La lutte contre la contagion dans l'épidémie de fièvre hémorragique Ebola qui touche le nord-est de la République démocratique du Congo se heurte aux traditions et aux coutumes locales qui encouragent la proximité des familles auprès des malades et des défunts.

Cette maladie inguérissable qui touche depuis plusieurs mois la région d'Isiro dans le nord-est de la RDC a fait 36 victimes répertoriées. Elle se transmet par contact direct avec le sang, les sécrétions corporelles (sueur, urine, selles), par voie sexuelle et par la manipulation sans précaution de cadavres contaminés.

Les coutumes et croyances locales, qui entourent de beaucoup de respect les personnes âgées ou malades et attribuent aux personnes décédées une possibilité d'intervention sur les événements, vont à l'encontre de toute précaution d'isolement du malade ou du défunt pour éviter la contagion, a expliqué à l'AFP un médecin européen intervenu sur place et désireux de garder l'anonymat.

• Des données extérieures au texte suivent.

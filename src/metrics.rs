use serde::{Deserialize, Serialize};

use crate::classifier;
use crate::tracking_state::TrackingState;
use crate::types::ActivityType;

/// Body weight used by the calorie model (kg)
pub const ASSUMED_BODY_WEIGHT_KG: f64 = 70.0;

/// Read-only snapshot published to listeners and sinks
#[derive(Clone, Debug, PartialEq, Serialize, Deserialize)]
pub struct HealthMetrics {
    pub timestamp_ms: i64,
    /// Meters
    pub distance: f64,
    pub steps: u64,
    /// kcal
    pub calories: f64,
    /// Meters per minute
    pub pace: f64,
    /// m/s, from the latest fix
    pub speed: f64,
    pub altitude: f64,
    pub altitude_gain: f64,
    /// Steps per minute
    pub cadence: f64,
    pub activity: ActivityType,
    pub confidence: f64,
    pub location_accuracy: f64,
}

/// Metabolic equivalent for each activity
pub fn met_for(activity: ActivityType) -> f64 {
    match activity {
        ActivityType::Stationary => 1.0,
        ActivityType::Walking => 3.5,
        ActivityType::Running => 9.8,
        ActivityType::Cycling => 7.5,
        ActivityType::IntenseExercise => 12.0,
        ActivityType::Unknown => 2.0,
    }
}

/// kcal burned at `activity`'s MET over `elapsed_minutes`
pub fn calories_for(activity: ActivityType, elapsed_minutes: f64) -> f64 {
    if elapsed_minutes <= 0.0 {
        return 0.0;
    }
    met_for(activity) * ASSUMED_BODY_WEIGHT_KG * elapsed_minutes / 60.0
}

/// Derives `HealthMetrics` from the tracking state. Stateless apart from a
/// counter; cheap enough to run on every fix or on a slow tick.
#[derive(Debug, Default)]
pub struct MetricsAggregator {
    derived: u64,
}

impl MetricsAggregator {
    pub fn new() -> Self {
        Self::default()
    }

    pub fn derive(&mut self, state: &TrackingState, now_ms: i64) -> HealthMetrics {
        self.derived += 1;

        let elapsed_minutes = state.elapsed_minutes(now_ms);
        let location = state.current_location.as_ref();

        HealthMetrics {
            timestamp_ms: now_ms,
            distance: state.total_distance,
            steps: state.step_count,
            calories: calories_for(state.current_activity, elapsed_minutes),
            pace: state.pace,
            speed: location.map_or(0.0, |l| l.speed),
            altitude: location.and_then(|l| l.altitude).unwrap_or(0.0),
            altitude_gain: state.total_altitude_gain,
            cadence: state.cadence,
            activity: state.current_activity,
            confidence: classifier::confidence(state.current_activity, state),
            location_accuracy: location.map_or(0.0, |l| l.accuracy),
        }
    }

    /// Number of snapshots derived so far
    pub fn derived_count(&self) -> u64 {
        self.derived
    }
}

#[cfg(test)]
mod tests {
    use super::*;
    use crate::types::LocationSample;
    use approx::assert_abs_diff_eq;

    #[test]
    fn test_met_table() {
        assert_eq!(met_for(ActivityType::Stationary), 1.0);
        assert_eq!(met_for(ActivityType::Walking), 3.5);
        assert_eq!(met_for(ActivityType::Running), 9.8);
        assert_eq!(met_for(ActivityType::Cycling), 7.5);
        assert_eq!(met_for(ActivityType::IntenseExercise), 12.0);
        assert_eq!(met_for(ActivityType::Unknown), 2.0);
    }

    #[test]
    fn test_calories_half_hour_run() {
        // 9.8 * 70 * 30 / 60
        assert_abs_diff_eq!(calories_for(ActivityType::Running, 30.0), 343.0, epsilon = 1e-9);
        assert_eq!(calories_for(ActivityType::Running, 0.0), 0.0);
    }

    #[test]
    fn test_empty_state_yields_zeroes() {
        let mut aggregator = MetricsAggregator::new();
        let state = TrackingState::new(1_000);
        let metrics = aggregator.derive(&state, 1_000);
        assert_eq!(metrics.distance, 0.0);
        assert_eq!(metrics.steps, 0);
        assert_eq!(metrics.calories, 0.0);
        assert_eq!(metrics.speed, 0.0);
        assert_eq!(metrics.altitude, 0.0);
        assert_eq!(metrics.location_accuracy, 0.0);
        assert_eq!(metrics.activity, ActivityType::Unknown);
        assert_eq!(aggregator.derived_count(), 1);
    }

    #[test]
    fn test_derive_copies_state() {
        let mut state = TrackingState::new(0);
        state.total_distance = 1_200.0;
        state.total_altitude_gain = 15.0;
        state.pace = 120.0;
        state.step_count = 1_500;
        state.cadence = 150.0;
        state.movement_detected = true;
        state.current_activity = ActivityType::Walking;
        state.current_location = Some(LocationSample::new(0, 1.0, 2.0, Some(42.0), 1.5, 4.0));

        let metrics = MetricsAggregator::new().derive(&state, 600_000);
        assert_eq!(metrics.timestamp_ms, 600_000);
        assert_eq!(metrics.distance, 1_200.0);
        assert_eq!(metrics.steps, 1_500);
        assert_eq!(metrics.altitude, 42.0);
        assert_eq!(metrics.altitude_gain, 15.0);
        assert_eq!(metrics.speed, 1.5);
        assert_eq!(metrics.location_accuracy, 4.0);
        // 3.5 MET * 70 kg * 10 min / 60
        assert_abs_diff_eq!(metrics.calories, 40.833_333, epsilon = 1e-5);
        assert_abs_diff_eq!(metrics.confidence, 1.0, epsilon = 1e-12);
    }

    #[test]
    fn test_calories_stop_at_end_time() {
        let mut state = TrackingState::new(0);
        state.current_activity = ActivityType::Stationary;
        state.finish(60_000);
        let metrics = MetricsAggregator::new().derive(&state, 3_600_000);
        // One minute at 1 MET
        assert_abs_diff_eq!(metrics.calories, 70.0 / 60.0, epsilon = 1e-9);
    }
}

Le ministre de la Santé, M. Felix Kabanga Numbi, en annonçant vendredi que l'épidémie était sur le point d'être considérée comme éteinte après 21 jours sans signalement, a reconnu que les équipes médicales avaient rencontré des difficultés avec les habitants. Leurs voitures ont été la cible de jets de pierre et lors d'un enterrement «sécurisé» la population s'en est prise aux infirmiers et assistants.

Selon un photographe occidental qui était sur place, des malades ont quitté la ville de peur d'être isolés et sont allés se réfugier dans la forêt. Ils y sont décédés sans que personne n'en soit averti sauf leur famille qui a gardé le silence.

Des équipes de psycho-cliniciens ont du être constituées afin de rassurer la population, a expliqué le ministre. Une vidéo a même dû être réalisée sur «l'espace de confinement» dans lequel étaient enfermés les malades pour éviter la contagion. Elle a été montrée dans Isiro, une ville d'environ 300 000 habitants, et aux alentours.

Cette vidéo a d'abord «choqué» a reconnu le ministre puis, selon lui, «la population a senti le danger». Selon le médecin rencontré par l'AFP, l'attitude des équipes soignantes, venues d'Europe pour la plupart, a aussi heurté les populations. Les premiers jours les habits des défunts ont été brûlés ainsi que leurs matelas, ce qui a choqué les familles dans une région terriblement démunie.

Des rumeurs ont également été lancées sur les bénéfices que tiraient ces étrangers de cette maladie. Le ministre a accusé un opposant d'avoir fait courir le bruit qu'il s'enrichissait à cette occasion. En fait, l'arrivée dans une région reculée de dizaines de médecins, d'épidémiologistes, de vétérinaires, a bouleversé son équilibre économique.

Une infirmière qui gagnait en temps normal 100 dollars par mois en a gagné subitement autant dans une journée en accompagnant une équipe médicale, et cela a suscité de nombreuses jalousies, a raconté le médecin rencontré par l'AFP.

Les mêmes symptômes que le paludisme

Les premiers symptômes d'Ebola s'apparentent au paludisme, une maladie largement répandue : fièvre et mal de tête. Dans tous les villages, généralement accessibles seulement en moto, des infirmiers ont collecté le sang du moindre malade afin de l'analyser.

Dès le début de cette épidémie, le 17 août, les autorités de RDC, l'Organisation mondiale de la santé, l'UNICEF, le comité pour les maladies contagieuses d'Atlanta, la Croix Rouge et Médecins sans Frontières ont dépêché leurs équipes sur place.

Leur enquête épidémiologique n'a toujours pas apporté de réponse sur l'origine de cette maladie. Le «réservoir» du virus est un animal, sait-on depuis l'apparition de cette maladie en 1976. La contamination viendrait de la consommation de cadavres trouvés en brousse. Mais les chercheurs n'ont pas réussi à déterminer l'animal, contrairement à la fièvre de Marburg, dont on sait qu'elle est véhiculée par les chauves-souris.

Aucun lien n'a pu être établi entre les différentes épidémies, celle qui s'était produite peu auparavant en Ouganda, dans une région voisine, n'avait pas la même souche et les difficultés de communication en RDC ne permettent pas de conclure à une transmission d'une zone à l'autre par un malade infecté.

En deux mois, près de 800 personnes ont été suivies attentivement, a annoncé le ministre. Sur 77 cas déclarés, 27 femmes, 9 hommes, dont cinq membres du personnel de santé sont morts, a-t-il précisé. Cette épidémie est, selon lui, la sixième qui se produit en RDC.